--- Input material ---

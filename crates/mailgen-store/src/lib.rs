pub mod database;
pub mod drafts;
pub mod error;
pub mod row_helpers;
pub mod schema;
pub mod sent_emails;
pub mod sessions;
pub mod users;

pub use database::Database;
pub use drafts::{DraftRepo, DraftRow, DraftStatus, NewDraft};
pub use error::StoreError;
pub use sent_emails::{SentEmailRepo, SentEmailRow};
pub use sessions::{SessionRepo, DEFAULT_SESSION_TTL_DAYS};
pub use users::{UserRepo, UserRow};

---

= Work task =
Please make an exact copy of the entries, down to the last character.

= Solved problem =
filename crates/mailgen-store/src/lib.rs
pub mod database;
pub mod drafts;
pub mod error;
pub mod row_helpers;
pub mod schema;
pub mod sent_emails;
pub mod sessions;
pub mod users;

pub use database::Database;
pub use drafts::{DraftRepo, DraftRow, DraftStatus, NewDraft};
pub use error::StoreError;
pub use sent_emails::{SentEmailRepo, SentEmailRow};
pub use sessions::{SessionRepo, DEFAULT_SESSION_TTL_DAYS};
pub use users::{UserRepo, UserRow};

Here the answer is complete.